Alta valle dell’Aterno

Da L’Aquila si prende la Strada Statale 80 del Gran Sasso d’Italia in direzione di Teramo e, dopo 8 km, si giunge a San Vittorino (m 713).

Ai piedi del colle di San Vittorino si stende la pianura dove sorgeva l’antica città di Amiternum. A destra della strada sono le rovine del Teatro, risalente alla fine del I secolo a.C. La cavea, ricavata in parte nelle pendici di una collina e in parte costruita in muratura (con un diametro di circa 80 m, per circa 2.000 spettatori), doveva avere due ordini di gradini (è conservato in parte solo il primo). Dinanzi alla cavea restano strutture di base della scena, che misurava circa 57 m, e il piano dell’orchestra. A sinistra della strada, oltre l’Aterno, si trovano le rovine dell’Anfiteatro. L’edificio, costruito alla fine del I secolo d.C., misura circa 68 m sull’asse maggiore, 53 sul minore e conserva l’intero perimetro, che comprendeva 48 arcate su due piani. Non restano tracce delle gradinate della cavea, che in origine poteva ospitare circa 6.000 spettatori.

Verso nord la valle dell’Aterno – dopo il grosso centro di Pizzoli (m 740) dominato dall’imponente Castello Dragonetti-de Torres (1562) – si restringe e sale all’ampia Conca di Montereale cosparsa di numerosi villaggi tra bei castagneti, piacevoli località di villeggiatura.

Più in alto il paesaggio è stato profondamente modificato dall’ampio Lago di Campotosto (m 1313).

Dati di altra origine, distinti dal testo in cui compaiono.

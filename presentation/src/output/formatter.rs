//! Report formatter trait

use crate::output::console::ConsoleFormatter;
use gate_application::{DetectionReport, ReviewReport};
use gate_domain::{AgentStats, ReasonCount, ReportFormat};
use serde::Serialize;

/// Statistics shown by the `stats` command
#[derive(Debug, Clone, Serialize)]
pub struct StatsReport {
    pub agents: Vec<AgentStats>,
    pub top_veto_reasons: Vec<ReasonCount>,
}

/// Trait for rendering review-gate reports
pub trait ReportFormatter {
    fn detection(&self, report: &DetectionReport) -> String;

    fn review(&self, report: &ReviewReport) -> String;

    fn stats(&self, report: &StatsReport) -> String;
}

/// Pretty-printed JSON for every report
pub struct JsonFormatter;

impl JsonFormatter {
    pub fn to_json<T: Serialize>(value: &T) -> String {
        serde_json::to_string_pretty(value).unwrap_or_else(|_| "{}".to_string())
    }
}

impl ReportFormatter for JsonFormatter {
    fn detection(&self, report: &DetectionReport) -> String {
        Self::to_json(report)
    }

    fn review(&self, report: &ReviewReport) -> String {
        Self::to_json(report)
    }

    fn stats(&self, report: &StatsReport) -> String {
        Self::to_json(report)
    }
}

/// Formatter for the requested report format
pub fn formatter_for(format: ReportFormat) -> Box<dyn ReportFormatter> {
    match format {
        ReportFormat::Text => Box::new(ConsoleFormatter),
        ReportFormat::Json => Box::new(JsonFormatter),
    }
}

Fu realizzato artificialmente, insieme con le relative centrali elettriche della Valle del Vomano, negli anni 1930-1940, allagando l’estesa area torbifera compresa tra il Gran Sasso e i Monti della Laga.

Da Sassa, si prosegue per il Poggio di Roio, dove sorge il Santuario della Madonna di Roio. L’origine del Santuario è legata alla transumanza. Nella seconda metà del ‘500, alcuni pastori rinvennero nel bosco di Ruvo, nelle Puglie, una statua lignea della Madonna. Gli abitanti di Roio costruirono una chiesa e vi collocarono l’immagine miracolosa, che divenne meta di pellegrinaggi.

Nel 1625 si cominciò a costruire l’attuale Santuario, ampliando la duecentesca chiesina dedicata a San Leonardo. Tra il 1643 ed il 1656 furono eseguiti dal marmista Giacomo Lambruzzi l’elegante altare maggiore, i portali, il pavimento, la balaustra, i rivestimenti in marmo delle pareti e il fonte battesimale. Le pareti sono decorate da affreschi secenteschi, tra i quali sono notevoli quelli realizzati nel 1676 da Giacomo Farelli (Roma, ca 1624-Napoli, 1701) sull’altare maggiore.

È possibile salire al Santuario anche percorrendo a piedi la Via Mariana, fiancheggiata da 15 edicole raffiguranti i misteri del Rosario. La via fu inaugurata nel 1961 insieme con il vasto complesso di edifici dell’Istituto Santa Maria della Croce.

Dal Santuario la strada sale ancora per qualche chilometro in mezzo alla bella Pineta di Roio – con una delle più suggestive vedute dell'Aquila, che si adagia nella valle sottostante protetta da una maestosa cerchia di monti – fino alla sommità del Monte Luco (m 987, cioè circa 300 m sulla piana dell’Aterno), che prende nome da un bosco sacro che vi sorgeva nell’antichità.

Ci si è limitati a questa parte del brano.